Brussels had been occupied during WW1 but scouting had begun in 1910, influenced by an early British Boy Scout Troop there.
https://en.m.wikipedia.org/wiki/Scouting_and_Guiding_in_Belgium
Georges became troop leader of the Squirrel Patrol and earned the Scout name “Curious Fox” (Renard curieux).
The Adventures of Totor, Chief Scout of the Cockchafers (French: Les Aventures de Totor, C.P. des hannetons)
It was serialised monthly from July 1926 to summer 1929 in Belgian scouting magazine Le Boy Scout Belge.
The plot revolved around Totor, a Belgian boy scout who travels to visit his aunt and uncle in Texas, USA.
Once there, he comes across hostile Native American tribes and gangsters, each of whom he outwits, before returning to Belgium.
Tintin the boy detective character was created shortly afterwards in 1929.
This Totor plot sounds much like the plot of the later 1931 Tintin in America. https://www.tintin.com/en/albums/tintin-in-america
Herge in his Totor cartoons used the old Rupert style picture and separate caption type strip cartoon format.

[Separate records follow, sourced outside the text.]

//! One-shot handling of a freshly accepted connection.
//!
//! Reads exactly one carrier. A CONN_REQ is handed to admission and the
//! socket is closed; a CONN_ACK promotes the socket into a peer session.
//! Anything else on a transient socket is a protocol violation.

use std::net::SocketAddr;

use tokio::net::TcpStream;
use tokio::time::timeout;

use floodmesh_core::PacketType;
use floodmesh_services::{read_carrier, Peer};

use crate::node::Node;

use super::spawn;

pub async fn handle(node: Node, mut stream: TcpStream, remote: SocketAddr) {
    let carrier = match timeout(node.shared.handshake_timeout, read_carrier(&mut stream)).await {
        Err(_) => {
            tracing::debug!(%remote, "no frame before handshake timeout");
            return;
        }
        Ok(Ok(None)) => return,
        Ok(Err(e)) => {
            tracing::warn!(%remote, error = %e, "unreadable handshake");
            return;
        }
        Ok(Ok(Some(carrier))) => carrier,
    };

    match carrier.packet.kind {
        PacketType::ConnReq => {
            tracing::debug!(%remote, origin = %carrier.packet.origin, "join request received");
            node.admit(carrier.packet).await;
        }
        PacketType::ConnAck => {
            let gid = carrier.meta.gid.clone();
            if gid == node.gid() {
                tracing::info!(%remote, "acknowledgement from self ignored");
                return;
            }
            match node.shared.store.contains_gid(&gid).await {
                Ok(false) => {}
                Ok(true) => {
                    tracing::info!(%remote, peer = %gid, "acknowledgement from existing peer ignored");
                    return;
                }
                Err(e) => {
                    tracing::warn!(error = %e, "cannot check membership");
                    return;
                }
            }
            tracing::info!(%remote, peer = %gid, "join accepted");
            let (peer, reader) = Peer::from_tcp(stream, carrier.meta);
            spawn(node, peer, reader);
        }
        kind @ (PacketType::Message | PacketType::Blank) => {
            tracing::warn!(%remote, ?kind, "unexpected packet on handshake connection");
        }
    }
}
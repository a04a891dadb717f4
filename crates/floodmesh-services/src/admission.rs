//! Admission policy: where a join request should be satisfied.
//!
//! Greedy load balancing: a CONN_REQ is handed to the least-loaded
//! neighbour unless this node is at least as lightly loaded, which pushes
//! newcomers toward sparse regions of the overlay instead of piling them
//! onto the bootstrap node.
//!
//! This module decides only. Dialing and forwarding live in the daemon.

use floodmesh_core::PeerMeta;

/// Outcome of routing one join request.
#[derive(Debug, Clone, PartialEq, Eq)]
pub enum Route<K> {
    /// Dial the requester and accept it as a peer here.
    Local,
    /// Pass the request, unchanged, to this peer.
    Forward(K),
    /// A request of our own with no neighbour to carry it.
    Unroutable,
}

/// Pick a route for a CONN_REQ from `origin`.
///
/// `candidates` are the current peers with their last-known meta. Peers whose
/// GID equals `origin` are never chosen. Among the rest the lowest
/// connection count wins, ties broken by lowest GID.
///
/// A request that originates here is never resolved locally.
pub fn route<K>(
    local: &PeerMeta,
    origin: &str,
    candidates: impl IntoIterator<Item = (K, PeerMeta)>,
) -> Route<K> {
    let least_loaded = candidates
        .into_iter()
        .filter(|(_, meta)| meta.gid != origin)
        .min_by(|(_, a), (_, b)| {
            a.connection_count
                .cmp(&b.connection_count)
                .then_with(|| a.gid.cmp(&b.gid))
        });

    if origin == local.gid {
        return match least_loaded {
            Some((key, _)) => Route::Forward(key),
            None => Route::Unroutable,
        };
    }

    match least_loaded {
        Some((key, meta)) if local.connection_count > meta.connection_count => {
            Route::Forward(key)
        }
        _ => Route::Local,
    }
}
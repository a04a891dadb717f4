//! Established peers: one overlay neighbour each.
//!
//! A `Peer` owns the write half of its connection behind an async mutex so
//! the peer's own session and the flood broadcaster never interleave frames.
//! The read half is handed to the session task separately and never shared.

use std::net::SocketAddr;
use std::pin::Pin;
use std::sync::atomic::{AtomicU64, Ordering};
use std::sync::{Arc, PoisonError, RwLock};
use std::time::Instant;

use serde::Serialize;
use tokio::io::{AsyncRead, AsyncWrite, AsyncWriteExt};
use tokio::net::TcpStream;
use tokio::sync::Mutex;

use floodmesh_core::{Carrier, PeerMeta};

use crate::framing::{write_carrier, FrameError};

/// Read half of a peer connection, owned by the peer's session task.
pub type PeerReader = Pin<Box<dyn AsyncRead + Send>>;

type PeerWriter = Pin<Box<dyn AsyncWrite + Send>>;

/// Process-local handle for a peer.
///
/// Membership is keyed on this rather than on GID because a peer accepted
/// from a CONN_ACK is only identified by the meta it sent, and meta can
/// change over the life of the connection.
#[derive(Debug, Clone, Copy, PartialEq, Eq, Hash, PartialOrd, Ord, Serialize)]
pub struct PeerId(pub u64);

impl PeerId {
    fn next() -> Self {
        static NEXT: AtomicU64 = AtomicU64::new(1);
        PeerId(NEXT.fetch_add(1, Ordering::Relaxed))
    }
}

impl std::fmt::Display for PeerId {
    fn fmt(&self, f: &mut std::fmt::Formatter<'_>) -> std::fmt::Result {
        write!(f, "#{}", self.0)
    }
}

pub struct Peer {
    id: PeerId,
    remote_addr: Option<SocketAddr>,
    meta: RwLock<PeerMeta>,
    writer: Mutex<PeerWriter>,
    established_at: Instant,
}

impl Peer {
    /// Wrap a write half. `meta` is the last thing we know about the peer.
    pub fn new<W>(writer: W, meta: PeerMeta, remote_addr: Option<SocketAddr>) -> Arc<Self>
    where
        W: AsyncWrite + Send + 'static,
    {
        Arc::new(Self {
            id: PeerId::next(),
            remote_addr,
            meta: RwLock::new(meta),
            writer: Mutex::new(Box::pin(writer)),
            established_at: Instant::now(),
        })
    }

    /// Split a TCP connection into a shared peer and its session's reader.
    pub fn from_tcp(stream: TcpStream, meta: PeerMeta) -> (Arc<Self>, PeerReader) {
        let remote_addr = stream.peer_addr().ok();
        let (read, write) = stream.into_split();
        (Self::new(write, meta, remote_addr), Box::pin(read))
    }

    pub fn id(&self) -> PeerId {
        self.id
    }

    pub fn remote_addr(&self) -> Option<SocketAddr> {
        self.remote_addr
    }

    pub fn meta(&self) -> PeerMeta {
        self.meta.read().unwrap_or_else(PoisonError::into_inner).clone()
    }

    pub fn gid(&self) -> String {
        self.meta.read().unwrap_or_else(PoisonError::into_inner).gid.clone()
    }

    /// Replace the stored meta with what the peer just told us.
    pub fn set_meta(&self, meta: PeerMeta) {
        *self.meta.write().unwrap_or_else(PoisonError::into_inner) = meta;
    }

    /// Send one carrier. Concurrent callers are serialized.
    pub async fn send(&self, carrier: &Carrier) -> Result<(), FrameError> {
        let mut writer = self.writer.lock().await;
        write_carrier(&mut *writer, carrier).await
    }

    /// Shut down the write half. The remote session sees end-of-stream.
    pub async fn close(&self) {
        let mut writer = self.writer.lock().await;
        if let Err(e) = writer.shutdown().await {
            tracing::trace!(peer = %self.id, error = %e, "shutdown on closed connection");
        }
    }

    pub fn summary(&self) -> PeerSummary {
        let meta = self.meta();
        PeerSummary {
            id: self.id,
            gid: meta.gid,
            connection_count: meta.connection_count,
            remote_addr: self.remote_addr.map(|a| a.to_string()),
            connected_secs: self.established_at.elapsed().as_secs(),
        }
    }
}

impl std::fmt::Debug for Peer {
    fn fmt(&self, f: &mut std::fmt::Formatter<'_>) -> std::fmt::Result {
        f.debug_struct("Peer")
            .field("id", &self.id)
            .field("remote_addr", &self.remote_addr)
            .field("meta", &self.meta())
            .finish()
    }
}

/// Point-in-time view of a peer, handed to callbacks and the API.
#[derive(Debug, Clone, PartialEq, Eq, Serialize)]
pub struct PeerSummary {
    pub id: PeerId,
    pub gid: String,
    pub connection_count: u32,
    pub remote_addr: Option<String>,
    pub connected_secs: u64,
}
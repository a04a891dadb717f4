//! floodmesh wire format: how a `Carrier` is laid out on a TCP stream.
//!
//! Every frame is:
//!
//! ```text
//! u32 BE frame_len | FrameHeader | origin | timestamp | gid | payload
//! ```
//!
//! `frame_len` counts everything after the prefix. The header records the
//! length of each variable field, so a frame is fully self-describing and a
//! reader that consumes exactly `frame_len` bytes stays aligned on the stream
//! even when the frame turns out to be malformed.
//!
//! The header is `#[repr(C)]` with byte-aligned big-endian fields and uses
//! zerocopy derives for allocation-free (de)serialization. There is no
//! unsafe code in this module.

use bytes::Bytes;
use static_assertions::assert_eq_size;
use zerocopy::byteorder::{BigEndian, U16, U32};
use zerocopy::{AsBytes, FromBytes, FromZeroes};

use crate::message::{Carrier, Packet, PacketType, PeerMeta};

// ── Frame Header ──────────────────────────────────────────────────────────────

/// Fixed-size header at the start of every frame body.
///
/// Wire size: 18 bytes.
#[derive(Debug, Clone, AsBytes, FromBytes, FromZeroes)]
#[repr(C)]
pub struct FrameHeader {
    /// Wire format version. Currently 0x01.
    pub version: u8,

    /// `PacketType` discriminant.
    pub packet_type: u8,

    /// Reserved, must be zero.
    pub flags: u8,

    /// Reserved, must be zero.
    pub reserved: u8,

    /// Sender's current peer count (`PeerMeta::connection_count`).
    pub connection_count: U32<BigEndian>,

    /// Length of the packet origin in bytes.
    pub origin_len: U16<BigEndian>,

    /// Length of the packet timestamp in bytes.
    pub timestamp_len: U16<BigEndian>,

    /// Length of the sender's GID in bytes.
    pub gid_len: U16<BigEndian>,

    /// Length of the opaque payload in bytes.
    pub payload_len: U32<BigEndian>,
}

// Compile-time size guard. If this fails, the wire format has silently changed.
assert_eq_size!(FrameHeader, [u8; 18]);

/// Size of the frame header in bytes.
pub const HEADER_LEN: usize = std::mem::size_of::<FrameHeader>();

// ── Constants ─────────────────────────────────────────────────────────────────

/// Current frame format version.
pub const FRAME_VERSION: u8 = 0x01;

/// Size of the big-endian length prefix in front of every frame.
pub const FRAME_PREFIX_LEN: usize = 4;

/// Maximum frame body size in bytes (header + fields), excluding the prefix.
pub const MAX_FRAME: usize = 1 << 20;

// ── Errors ────────────────────────────────────────────────────────────────────

/// Errors that can arise when encoding or interpreting a frame.
#[derive(Debug, Clone, PartialEq, Eq, thiserror::Error)]
pub enum WireError {
    #[error("unknown frame version: 0x{0:02x}")]
    UnknownVersion(u8),

    #[error("unknown packet type: 0x{0:02x}")]
    UnknownPacketType(u8),

    #[error("reserved flags are non-zero: 0x{0:02x}")]
    ReservedFlagsSet(u8),

    #[error("frame length {0} exceeds maximum {MAX_FRAME}")]
    FrameTooLarge(usize),

    #[error("frame length {0} is shorter than the {HEADER_LEN}-byte header")]
    FrameTooShort(usize),

    #[error("header declares {declared} body bytes but frame carries {actual}")]
    LengthMismatch { declared: usize, actual: usize },

    #[error("{field} is {len} bytes, limit is {limit}")]
    FieldTooLong {
        field: &'static str,
        len: usize,
        limit: usize,
    },

    #[error("{0} is not valid UTF-8")]
    InvalidUtf8(&'static str),
}

// ── Encoding ──────────────────────────────────────────────────────────────────

fn short_len(field: &'static str, value: &str) -> Result<u16, WireError> {
    u16::try_from(value.len()).map_err(|_| WireError::FieldTooLong {
        field,
        len: value.len(),
        limit: u16::MAX as usize,
    })
}

/// Encode a carrier as a complete frame, length prefix included.
pub fn encode_carrier(carrier: &Carrier) -> Result<Vec<u8>, WireError> {
    let packet = &carrier.packet;
    let meta = &carrier.meta;

    let origin_len = short_len("origin", &packet.origin)?;
    let timestamp_len = short_len("timestamp", &packet.timestamp)?;
    let gid_len = short_len("gid", &meta.gid)?;

    let body_len = HEADER_LEN
        + packet.origin.len()
        + packet.timestamp.len()
        + meta.gid.len()
        + packet.payload.len();
    if body_len > MAX_FRAME {
        return Err(WireError::FrameTooLarge(body_len));
    }

    let header = FrameHeader {
        version: FRAME_VERSION,
        packet_type: packet.kind.into(),
        flags: 0,
        reserved: 0,
        connection_count: U32::new(meta.connection_count),
        origin_len: U16::new(origin_len),
        timestamp_len: U16::new(timestamp_len),
        gid_len: U16::new(gid_len),
        // body_len <= MAX_FRAME, so the payload length fits in u32
        payload_len: U32::new(packet.payload.len() as u32),
    };

    let mut out = Vec::with_capacity(FRAME_PREFIX_LEN + body_len);
    out.extend_from_slice(&(body_len as u32).to_be_bytes());
    out.extend_from_slice(header.as_bytes());
    out.extend_from_slice(packet.origin.as_bytes());
    out.extend_from_slice(packet.timestamp.as_bytes());
    out.extend_from_slice(meta.gid.as_bytes());
    out.extend_from_slice(&packet.payload);
    Ok(out)
}

// ── Decoding ──────────────────────────────────────────────────────────────────

/// Interpret a length prefix. Rejects frames larger than [`MAX_FRAME`].
pub fn frame_len(prefix: [u8; FRAME_PREFIX_LEN]) -> Result<usize, WireError> {
    let len = u32::from_be_bytes(prefix) as usize;
    if len > MAX_FRAME {
        return Err(WireError::FrameTooLarge(len));
    }
    Ok(len)
}

/// Decode a frame body (everything after the length prefix).
pub fn decode_frame(body: &[u8]) -> Result<Carrier, WireError> {
    if body.len() > MAX_FRAME {
        return Err(WireError::FrameTooLarge(body.len()));
    }
    let header =
        FrameHeader::read_from_prefix(body).ok_or(WireError::FrameTooShort(body.len()))?;

    if header.version != FRAME_VERSION {
        return Err(WireError::UnknownVersion(header.version));
    }
    if header.flags != 0 || header.reserved != 0 {
        return Err(WireError::ReservedFlagsSet(header.flags | header.reserved));
    }
    let kind = PacketType::try_from(header.packet_type)?;

    let origin_len = header.origin_len.get() as usize;
    let timestamp_len = header.timestamp_len.get() as usize;
    let gid_len = header.gid_len.get() as usize;
    let payload_len = header.payload_len.get() as usize;

    let rest = &body[HEADER_LEN..];
    let declared = origin_len + timestamp_len + gid_len + payload_len;
    if declared != rest.len() {
        return Err(WireError::LengthMismatch {
            declared,
            actual: rest.len(),
        });
    }

    let (origin, rest) = rest.split_at(origin_len);
    let (timestamp, rest) = rest.split_at(timestamp_len);
    let (gid, payload) = rest.split_at(gid_len);

    Ok(Carrier {
        packet: Packet {
            kind,
            origin: utf8("origin", origin)?,
            payload: Bytes::copy_from_slice(payload),
            timestamp: utf8("timestamp", timestamp)?,
        },
        meta: PeerMeta {
            connection_count: header.connection_count.get(),
            gid: utf8("gid", gid)?,
        },
    })
}

fn utf8(field: &'static str, bytes: &[u8]) -> Result<String, WireError> {
    std::str::from_utf8(bytes)
        .map(str::to_owned)
        .map_err(|_| WireError::InvalidUtf8(field))
}

// ── Tests ─────────────────────────────────────────────────────────────────────
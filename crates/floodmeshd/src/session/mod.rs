//! Connection handling: inbound accept, one-shot handshakes, peer sessions.

pub mod handshake;
pub mod listener;
mod peer;

pub(crate) use peer::spawn;
//! floodmeshd: the overlay node and its daemon.
//!
//! The binary in `main.rs` is a thin wrapper around [`Node`]; the library
//! exists so several nodes can run in one process under test.

mod admission;
pub mod error;
pub mod events;
mod flood;
pub mod node;
mod session;

pub use error::OverlayError;
pub use events::DaemonEvents;
pub use node::Node;
//! floodmesh integration test harness.
//!
//! Every test runs its nodes inside the test process, each bound to its own
//! OS-assigned port on 127.0.0.1. Nodes talk over real loopback TCP, so
//! assertions poll with a deadline instead of assuming an order.
//!
//!   cargo test --test integration

mod flooding;
mod handshake;
mod healing;

use std::future::Future;
use std::sync::{Arc, Mutex};
use std::time::Duration;

use anyhow::{bail, Result};
use tokio::io::AsyncReadExt;
use tokio::net::TcpStream;

use floodmesh_core::config::FloodmeshConfig;
use floodmesh_core::{Carrier, Packet, PacketType};
use floodmesh_services::{write_carrier, OverlayEvents, PeerSummary};
use floodmeshd::Node;

// ── Harness ───────────────────────────────────────────────────────────────────

pub const DEADLINE: Duration = Duration::from_secs(10);
const POLL: Duration = Duration::from_millis(20);

/// Records every callback a node makes.
#[derive(Default)]
pub struct Recorder {
    packets: Mutex<Vec<Packet>>,
    memberships: Mutex<Vec<Vec<String>>>,
}

impl Recorder {
    pub fn packets(&self) -> Vec<Packet> {
        self.packets.lock().unwrap().clone()
    }

    pub fn messages(&self) -> Vec<Packet> {
        self.packets()
            .into_iter()
            .filter(|p| p.kind == PacketType::Message)
            .collect()
    }

    /// CONN_REQs seen on the flood path that were issued by `origin`.
    pub fn join_requests_from(&self, origin: &str) -> usize {
        self.packets()
            .iter()
            .filter(|p| p.kind == PacketType::ConnReq && p.origin == origin)
            .count()
    }

    pub fn membership_changes(&self) -> usize {
        self.memberships.lock().unwrap().len()
    }
}

impl OverlayEvents for Recorder {
    fn on_packet(&self, packet: &Packet) {
        self.packets.lock().unwrap().push(packet.clone());
    }

    fn on_membership_changed(&self, peers: &[PeerSummary]) {
        let gids = peers.iter().map(|p| p.gid.clone()).collect();
        self.memberships.lock().unwrap().push(gids);
    }
}

pub struct TestNode {
    pub node: Node,
    pub events: Arc<Recorder>,
}

impl TestNode {
    pub fn gid(&self) -> String {
        self.node.gid().to_string()
    }

    /// GIDs of current peers, sorted.
    pub async fn peer_gids(&self) -> Vec<String> {
        let mut gids: Vec<String> = self
            .node
            .peers()
            .await
            .unwrap_or_default()
            .into_iter()
            .map(|p| p.gid)
            .collect();
        gids.sort();
        gids
    }

    pub async fn peers(&self) -> Vec<PeerSummary> {
        self.node.peers().await.unwrap_or_default()
    }
}

pub fn test_config(min_desired_peers: usize) -> FloodmeshConfig {
    let mut config = FloodmeshConfig::default();
    config.network.listen_port = 0;
    config.network.bind_addr = "127.0.0.1".to_string();
    config.network.advertise_host = "127.0.0.1".to_string();
    config.network.handshake_timeout_secs = 2;
    config.overlay.min_desired_peers = min_desired_peers;
    config.api.enabled = false;
    config
}

pub async fn spawn_node() -> Result<TestNode> {
    spawn_node_with(test_config(2)).await
}

pub async fn spawn_node_with(config: FloodmeshConfig) -> Result<TestNode> {
    let events = Arc::new(Recorder::default());
    let node = Node::start(&config, events.clone()).await?;
    Ok(TestNode { node, events })
}

/// Poll `check` until it returns true or the deadline passes.
pub async fn wait_until<F, Fut>(what: &str, mut check: F) -> Result<()>
where
    F: FnMut() -> Fut,
    Fut: Future<Output = bool>,
{
    let deadline = tokio::time::Instant::now() + DEADLINE;
    while tokio::time::Instant::now() < deadline {
        if check().await {
            return Ok(());
        }
        tokio::time::sleep(POLL).await;
    }
    bail!("condition not met within {:?}: {what}", DEADLINE)
}

/// Wait until `node` holds exactly the peers in `expected`.
pub async fn wait_for_peers(node: &TestNode, expected: &[&TestNode]) -> Result<()> {
    let mut want: Vec<String> = expected.iter().map(|n| n.gid()).collect();
    want.sort();
    wait_until(&format!("{} peers == {want:?}", node.gid()), || {
        let want = want.clone();
        async move { node.peer_gids().await == want }
    })
    .await
}

/// Wait until every peer of `node` reports the connection count it really has.
pub async fn wait_for_meta_sync(nodes: &[&TestNode]) -> Result<()> {
    for node in nodes {
        wait_until(&format!("{} sees current peer counts", node.gid()), || async move {
            let mut synced = true;
            for summary in node.peers().await {
                let actual = nodes
                    .iter()
                    .find(|n| n.gid() == summary.gid)
                    .map(|n| n.node.local_meta().connection_count);
                synced &= actual == Some(summary.connection_count);
            }
            synced
        })
        .await?;
    }
    Ok(())
}

/// Let in-flight packets settle before asserting that nothing else arrives.
pub async fn settle() {
    tokio::time::sleep(Duration::from_millis(300)).await;
}

// ── Raw connections ───────────────────────────────────────────────────────────

/// Open a bare TCP connection to `node`, as a remote node would.
pub async fn connect_raw(node: &TestNode) -> Result<TcpStream> {
    Ok(TcpStream::connect(node.gid()).await?)
}

pub async fn send_raw(stream: &mut TcpStream, carrier: &Carrier) -> Result<()> {
    write_carrier(stream, carrier).await?;
    Ok(())
}

/// Wait for the node to drop its end of `stream`.
pub async fn expect_closed(stream: &mut TcpStream) -> Result<()> {
    let mut buf = [0u8; 256];
    match tokio::time::timeout(DEADLINE, stream.read(&mut buf)).await {
        Ok(Ok(0)) | Ok(Err(_)) => Ok(()),
        Ok(Ok(n)) => bail!("node sent {n} bytes on a connection it should drop"),
        Err(_) => bail!("connection still open after {DEADLINE:?}"),
    }
}
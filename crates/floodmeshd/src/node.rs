//! The running overlay node.
//!
//! `Node` is a cheap cloneable handle. Every protocol task (listener,
//! handshakes, peer sessions) holds one, and the daemon and the control
//! channel drive the node through its public methods.

use std::sync::atomic::{AtomicBool, Ordering};
use std::sync::Arc;
use std::time::Duration;

use bytes::Bytes;
use tokio::io::AsyncWriteExt;
use tokio::net::{TcpListener, TcpStream};
use tokio::sync::{broadcast, watch};

use floodmesh_core::config::FloodmeshConfig;
use floodmesh_core::{Carrier, Packet, PeerMeta};
use floodmesh_services::{
    write_carrier, ControlCommand, ControlReceiver, MembershipHandle, MembershipStore,
    OverlayEvents, PeerSummary, SeenPackets, SendReceipt,
};

use crate::error::OverlayError;
use crate::session::listener::Listener;

pub(crate) struct Shared {
    pub(crate) gid: String,
    pub(crate) store: MembershipHandle,
    pub(crate) seen: SeenPackets,
    pub(crate) events: Arc<dyn OverlayEvents>,
    pub(crate) min_desired_peers: usize,
    pub(crate) handshake_timeout: Duration,
    shutting_down: AtomicBool,
    shutdown_tx: broadcast::Sender<()>,
}

#[derive(Clone)]
pub struct Node {
    pub(crate) shared: Arc<Shared>,
}

impl Node {
    /// Bind the listener, start the membership store and begin accepting.
    ///
    /// The node's GID is `<advertise_host>:<bound port>`, so a configured
    /// port of 0 yields the OS-assigned port.
    pub async fn start(
        config: &FloodmeshConfig,
        events: Arc<dyn OverlayEvents>,
    ) -> Result<Self, OverlayError> {
        let net = &config.network;
        let bind = format!("{}:{}", net.bind_addr, net.listen_port);
        let listener = TcpListener::bind(&bind)
            .await
            .map_err(|source| OverlayError::Bind {
                addr: bind.clone(),
                source,
            })?;
        let port = listener
            .local_addr()
            .map_err(|source| OverlayError::Bind { addr: bind, source })?
            .port();
        let gid = format!("{}:{}", net.advertise_host, port);

        let (store, handle) = MembershipStore::new(gid.clone(), events.clone());
        tokio::spawn(store.run());

        let (shutdown_tx, _) = broadcast::channel(1);
        let node = Node {
            shared: Arc::new(Shared {
                gid,
                store: handle,
                seen: SeenPackets::new(config.overlay.dedup_capacity),
                events,
                min_desired_peers: config.overlay.min_desired_peers,
                handshake_timeout: Duration::from_secs(net.handshake_timeout_secs),
                shutting_down: AtomicBool::new(false),
                shutdown_tx,
            }),
        };

        tokio::spawn(Listener::new(node.clone(), listener, node.subscribe_shutdown()).run());
        tracing::info!(gid = %node.gid(), "node listening");
        Ok(node)
    }

    pub fn gid(&self) -> &str {
        &self.shared.gid
    }

    pub fn local_meta(&self) -> PeerMeta {
        self.shared.store.local_meta()
    }

    /// Follows the local meta as membership changes.
    pub fn subscribe_meta(&self) -> watch::Receiver<PeerMeta> {
        self.shared.store.subscribe_meta()
    }

    pub async fn peers(&self) -> Result<Vec<PeerSummary>, OverlayError> {
        let peers = self.shared.store.snapshot().await?;
        Ok(peers.iter().map(|p| p.summary()).collect())
    }

    /// Flood an application payload to the whole overlay.
    pub async fn send_message(&self, payload: impl Into<Bytes>) -> Result<SendReceipt, OverlayError> {
        let packet = Packet::message(self.gid(), payload);
        let timestamp = packet.timestamp.clone();
        let delivered_to = self.announce(packet).await?;
        tracing::debug!(delivered_to, "message sent");
        Ok(SendReceipt {
            origin: self.gid().to_string(),
            timestamp,
            delivered_to,
        })
    }

    /// Ask the node at `address` to find us a place in its overlay.
    ///
    /// One transient connection carrying one CONN_REQ. Acceptance arrives
    /// later as an inbound CONN_ACK from whichever node admits us.
    pub async fn enter_network(&self, address: &str) -> Result<(), OverlayError> {
        if address == self.gid() {
            return Err(OverlayError::SelfConnect(address.to_string()));
        }
        if self.shared.store.contains_gid(address).await? {
            return Err(OverlayError::AlreadyConnected(address.to_string()));
        }

        let packet = Packet::conn_req(self.gid());
        self.shared.seen.first_sighting(packet.id());

        let mut stream = TcpStream::connect(address)
            .await
            .map_err(|source| OverlayError::Dial {
                addr: address.to_string(),
                source,
            })?;
        write_carrier(&mut stream, &Carrier::new(packet, self.local_meta())).await?;
        if let Err(e) = stream.shutdown().await {
            tracing::trace!(error = %e, "shutdown of join connection failed");
        }
        tracing::info!(bootstrap = address, "join request sent");
        Ok(())
    }

    /// Stop accepting, end every session and disable self-healing.
    pub async fn shutdown(&self) {
        if self.shared.shutting_down.swap(true, Ordering::SeqCst) {
            return;
        }
        tracing::info!(gid = %self.gid(), "node shutting down");
        let _ = self.shared.shutdown_tx.send(());

        if let Ok(peers) = self.shared.store.snapshot().await {
            for peer in peers {
                peer.close().await;
            }
        }
    }

    pub fn is_shutting_down(&self) -> bool {
        self.shared.shutting_down.load(Ordering::SeqCst)
    }

    pub(crate) fn subscribe_shutdown(&self) -> broadcast::Receiver<()> {
        self.shared.shutdown_tx.subscribe()
    }

    /// Serve control commands until the channel closes or the node stops.
    pub async fn serve_control(self, mut rx: ControlReceiver) {
        let mut shutdown = self.subscribe_shutdown();
        loop {
            tokio::select! {
                _ = shutdown.recv() => return,
                cmd = rx.recv() => {
                    let Some(cmd) = cmd else { return };
                    self.handle_control(cmd).await;
                }
            }
        }
    }

    async fn handle_control(&self, cmd: ControlCommand) {
        match cmd {
            ControlCommand::SendMessage { payload, reply } => {
                let result = self.send_message(payload).await.map_err(|e| e.to_string());
                let _ = reply.send(result);
            }
            ControlCommand::EnterNetwork { address, reply } => {
                let result = self.enter_network(&address).await.map_err(|e| e.to_string());
                let _ = reply.send(result);
            }
            ControlCommand::Peers { reply } => {
                let peers = self.peers().await.unwrap_or_default();
                let _ = reply.send(peers);
            }
        }
    }
}

impl std::fmt::Debug for Node {
    fn fmt(&self, f: &mut std::fmt::Formatter<'_>) -> std::fmt::Result {
        f.debug_struct("Node").field("gid", &self.shared.gid).finish()
    }
}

There is a useful Wikipedia article about Totor, whose adventures easily morph into Tintin the “Boy Detective”.
https://en.m.wikipedia.org/wiki/The_Adventures_of_Totor
Amongst his early ‘picture and separate caption’ style, Herge experimented with early speech bubbles from American comics … Image source: Wikipedia / Wikipedia
There is a lengthy and interesting biographical article on Herge:
https://en.m.wikipedia.org/wiki/Hergé
Online you can find several other (later?) Totor style but Scouting related Tintin drawings by Herge:
Classic ‘Scout’ uniform details …
Blog posted by Mark Man of TIN in Scouting Wide Games, 5th March 2022
An interesting post full of information new to me. I ought to read more about him…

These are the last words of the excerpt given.